- _WHAT YOU HAVE TO DO_
Could you write the entries out again, exactly as they are?
─── PROVIDED INFORMATION ───
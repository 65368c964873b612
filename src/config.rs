//! Settings loaded from the `[API]` section of an INI file

use std::fmt;
use std::path::{Path, PathBuf};
use std::time::Duration;

use ini::{Ini, ParseOption, Properties};
use serde::de::{Deserialize, Deserializer, MapAccess, Visitor};
use thiserror::Error;

pub const DEFAULT_CONFIG_PATH: &str = "config.ini";
pub const DEFAULT_URL: &str = "https://steamcommunity.com/market/priceoverview/";
pub const DEFAULT_FILE_NAME: &str = "scripExcel.xlsx";
pub const DEFAULT_CURRENCY: &str = "9";
pub const DEFAULT_DELAY_SECS: u64 = 1;
pub const DEFAULT_TIMEOUT_SECS: u64 = 15;

const SECTION: &str = "API";

#[derive(Debug, Error)]
pub enum ConfigError {
    #[error("Error reading configuration file: {0}")]
    Load(#[from] ini::Error),
    #[error("Error reading configuration file: missing section [{0}]")]
    MissingSection(&'static str),
    #[error("Error reading configuration file: missing key '{0}'")]
    MissingKey(&'static str),
    #[error("Error parsing configuration value '{key}': {reason}")]
    InvalidValue { key: &'static str, reason: String },
    #[error("Error parsing configuration value 'my_items': {0}")]
    Catalog(#[from] serde_json::Error),
}

/// Ordered namespace (Steam app id) -> item names mapping
#[derive(Clone, Debug, Default, PartialEq, Eq)]
pub struct Catalog {
    namespaces: Vec<(String, Vec<String>)>,
}

impl Catalog {
    pub fn new(namespaces: Vec<(String, Vec<String>)>) -> Self {
        Catalog { namespaces }
    }

    pub fn from_json(text: &str) -> Result<Self, serde_json::Error> {
        serde_json::from_str(text)
    }

    /// All (namespace, item) pairs, namespace order then item order
    pub fn pairs(&self) -> impl Iterator<Item = (&str, &str)> {
        self.namespaces.iter().flat_map(|(namespace, items)| {
            items.iter().map(move |item| (namespace.as_str(), item.as_str()))
        })
    }

    pub fn item_count(&self) -> usize {
        self.namespaces.iter().map(|(_, items)| items.len()).sum()
    }
}

struct CatalogVisitor;

impl<'de> Visitor<'de> for CatalogVisitor {
    type Value = Catalog;

    fn expecting(&self, f: &mut fmt::Formatter) -> fmt::Result {
        f.write_str("an object mapping app ids to lists of item names")
    }

    fn visit_map<A: MapAccess<'de>>(self, mut access: A) -> Result<Catalog, A::Error> {
        let mut namespaces = Vec::with_capacity(access.size_hint().unwrap_or(0));
        while let Some((namespace, items)) = access.next_entry::<String, Vec<String>>()? {
            namespaces.push((namespace, items));
        }
        Ok(Catalog { namespaces })
    }
}

impl<'de> Deserialize<'de> for Catalog {
    fn deserialize<D: Deserializer<'de>>(deserializer: D) -> Result<Self, D::Error> {
        deserializer.deserialize_map(CatalogVisitor)
    }
}

/// Immutable run settings, built once at startup
#[derive(Clone, Debug, PartialEq)]
pub struct Settings {
    pub url: String,
    pub file_name: PathBuf,
    pub currency: String,
    pub delay: Duration,
    /// Number of leading catalog entries to skip
    pub offset: usize,
    pub timeout: Duration,
    pub items: Catalog,
}

impl Default for Settings {
    fn default() -> Self {
        Settings {
            url: DEFAULT_URL.to_owned(),
            file_name: PathBuf::from(DEFAULT_FILE_NAME),
            currency: DEFAULT_CURRENCY.to_owned(),
            delay: Duration::from_secs(DEFAULT_DELAY_SECS),
            offset: 0,
            timeout: Duration::from_secs(DEFAULT_TIMEOUT_SECS),
            items: Catalog::default(),
        }
    }
}

/// Values are taken as written: `my_items` is JSON and needs its backslashes
/// and quotes untouched.
fn parse_option() -> ParseOption {
    ParseOption { enabled_quote: false, enabled_escape: false, ..ParseOption::default() }
}

impl Settings {
    pub fn from_file<P: AsRef<Path>>(path: P) -> Result<Self, ConfigError> {
        let ini = Ini::load_from_file_opt(path, parse_option())?;
        Self::from_ini(&ini)
    }

    pub fn from_ini_str(text: &str) -> Result<Self, ConfigError> {
        let ini = Ini::load_from_str_opt(text, parse_option()).map_err(ini::Error::Parse)?;
        Self::from_ini(&ini)
    }

    fn from_ini(ini: &Ini) -> Result<Self, ConfigError> {
        let section = ini.section(Some(SECTION)).ok_or(ConfigError::MissingSection(SECTION))?;

        let delay = parse_u64(section, "delay")?;
        let offset = parse_u64(section, "offset")?;
        let timeout = match lookup(section, "timeout") {
            Some(_) => parse_u64(section, "timeout")?,
            None => DEFAULT_TIMEOUT_SECS,
        };
        let offset = usize::try_from(offset)
            .map_err(|err| ConfigError::InvalidValue { key: "offset", reason: err.to_string() })?;

        Ok(Settings {
            url: required(section, "url")?.to_owned(),
            file_name: PathBuf::from(required(section, "file_name")?),
            currency: required(section, "currency")?.to_owned(),
            delay: Duration::from_secs(delay),
            offset,
            timeout: Duration::from_secs(timeout),
            items: Catalog::from_json(required(section, "my_items")?)?,
        })
    }
}

// Keys are case-insensitive, sections are not
fn lookup<'a>(section: &'a Properties, key: &str) -> Option<&'a str> {
    section
        .iter()
        .find(|(k, _)| k.eq_ignore_ascii_case(key))
        .map(|(_, value)| value.trim())
}

fn required<'a>(section: &'a Properties, key: &'static str) -> Result<&'a str, ConfigError> {
    lookup(section, key).ok_or(ConfigError::MissingKey(key))
}

fn parse_u64(section: &Properties, key: &'static str) -> Result<u64, ConfigError> {
    required(section, key)?
        .parse::<u64>()
        .map_err(|err| ConfigError::InvalidValue { key, reason: err.to_string() })
}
───
- _RESULT_
repository 65368c964873b612
filename src/config.rs
//! Settings loaded from the `[API]` section of an INI file

use std::fmt;
use std::path::{Path, PathBuf};
use std::time::Duration;

use ini::{Ini, ParseOption, Properties};
use serde::de::{Deserialize, Deserializer, MapAccess, Visitor};
use thiserror::Error;

pub const DEFAULT_CONFIG_PATH: &str = "config.ini";
pub const DEFAULT_URL: &str = "https://steamcommunity.com/market/priceoverview/";
pub const DEFAULT_FILE_NAME: &str = "scripExcel.xlsx";
pub const DEFAULT_CURRENCY: &str = "9";
pub const DEFAULT_DELAY_SECS: u64 = 1;
pub const DEFAULT_TIMEOUT_SECS: u64 = 15;

const SECTION: &str = "API";

#[derive(Debug, Error)]
pub enum ConfigError {
    #[error("Error reading configuration file: {0}")]
    Load(#[from] ini::Error),
    #[error("Error reading configuration file: missing section [{0}]")]
    MissingSection(&'static str),
    #[error("Error reading configuration file: missing key '{0}'")]
    MissingKey(&'static str),
    #[error("Error parsing configuration value '{key}': {reason}")]
    InvalidValue { key: &'static str, reason: String },
    #[error("Error parsing configuration value 'my_items': {0}")]
    Catalog(#[from] serde_json::Error),
}

/// Ordered namespace (Steam app id) -> item names mapping
#[derive(Clone, Debug, Default, PartialEq, Eq)]
pub struct Catalog {
    namespaces: Vec<(String, Vec<String>)>,
}

impl Catalog {
    pub fn new(namespaces: Vec<(String, Vec<String>)>) -> Self {
        Catalog { namespaces }
    }

    pub fn from_json(text: &str) -> Result<Self, serde_json::Error> {
        serde_json::from_str(text)
    }

    /// All (namespace, item) pairs, namespace order then item order
    pub fn pairs(&self) -> impl Iterator<Item = (&str, &str)> {
        self.namespaces.iter().flat_map(|(namespace, items)| {
            items.iter().map(move |item| (namespace.as_str(), item.as_str()))
        })
    }

    pub fn item_count(&self) -> usize {
        self.namespaces.iter().map(|(_, items)| items.len()).sum()
    }
}

struct CatalogVisitor;

impl<'de> Visitor<'de> for CatalogVisitor {
    type Value = Catalog;

    fn expecting(&self, f: &mut fmt::Formatter) -> fmt::Result {
        f.write_str("an object mapping app ids to lists of item names")
    }

    fn visit_map<A: MapAccess<'de>>(self, mut access: A) -> Result<Catalog, A::Error> {
        let mut namespaces = Vec::with_capacity(access.size_hint().unwrap_or(0));
        while let Some((namespace, items)) = access.next_entry::<String, Vec<String>>()? {
            namespaces.push((namespace, items));
        }
        Ok(Catalog { namespaces })
    }
}

impl<'de> Deserialize<'de> for Catalog {
    fn deserialize<D: Deserializer<'de>>(deserializer: D) -> Result<Self, D::Error> {
        deserializer.deserialize_map(CatalogVisitor)
    }
}

/// Immutable run settings, built once at startup
#[derive(Clone, Debug, PartialEq)]
pub struct Settings {
    pub url: String,
    pub file_name: PathBuf,
    pub currency: String,
    pub delay: Duration,
    /// Number of leading catalog entries to skip
    pub offset: usize,
    pub timeout: Duration,
    pub items: Catalog,
}

impl Default for Settings {
    fn default() -> Self {
        Settings {
            url: DEFAULT_URL.to_owned(),
            file_name: PathBuf::from(DEFAULT_FILE_NAME),
            currency: DEFAULT_CURRENCY.to_owned(),
            delay: Duration::from_secs(DEFAULT_DELAY_SECS),
            offset: 0,
            timeout: Duration::from_secs(DEFAULT_TIMEOUT_SECS),
            items: Catalog::default(),
        }
    }
}

/// Values are taken as written: `my_items` is JSON and needs its backslashes
/// and quotes untouched.
fn parse_option() -> ParseOption {
    ParseOption { enabled_quote: false, enabled_escape: false, ..ParseOption::default() }
}

impl Settings {
    pub fn from_file<P: AsRef<Path>>(path: P) -> Result<Self, ConfigError> {
        let ini = Ini::load_from_file_opt(path, parse_option())?;
        Self::from_ini(&ini)
    }

    pub fn from_ini_str(text: &str) -> Result<Self, ConfigError> {
        let ini = Ini::load_from_str_opt(text, parse_option()).map_err(ini::Error::Parse)?;
        Self::from_ini(&ini)
    }

    fn from_ini(ini: &Ini) -> Result<Self, ConfigError> {
        let section = ini.section(Some(SECTION)).ok_or(ConfigError::MissingSection(SECTION))?;

        let delay = parse_u64(section, "delay")?;
        let offset = parse_u64(section, "offset")?;
        let timeout = match lookup(section, "timeout") {
            Some(_) => parse_u64(section, "timeout")?,
            None => DEFAULT_TIMEOUT_SECS,
        };
        let offset = usize::try_from(offset)
            .map_err(|err| ConfigError::InvalidValue { key: "offset", reason: err.to_string() })?;

        Ok(Settings {
            url: required(section, "url")?.to_owned(),
            file_name: PathBuf::from(required(section, "file_name")?),
            currency: required(section, "currency")?.to_owned(),
            delay: Duration::from_secs(delay),
            offset,
            timeout: Duration::from_secs(timeout),
            items: Catalog::from_json(required(section, "my_items")?)?,
        })
    }
}

// Keys are case-insensitive, sections are not
fn lookup<'a>(section: &'a Properties, key: &str) -> Option<&'a str> {
    section
        .iter()
        .find(|(k, _)| k.eq_ignore_ascii_case(key))
        .map(|(_, value)| value.trim())
}

fn required<'a>(section: &'a Properties, key: &'static str) -> Result<&'a str, ConfigError> {
    lookup(section, key).ok_or(ConfigError::MissingKey(key))
}

fn parse_u64(section: &Properties, key: &'static str) -> Result<u64, ConfigError> {
    required(section, key)?
        .parse::<u64>()
        .map_err(|err| ConfigError::InvalidValue { key, reason: err.to_string() })
}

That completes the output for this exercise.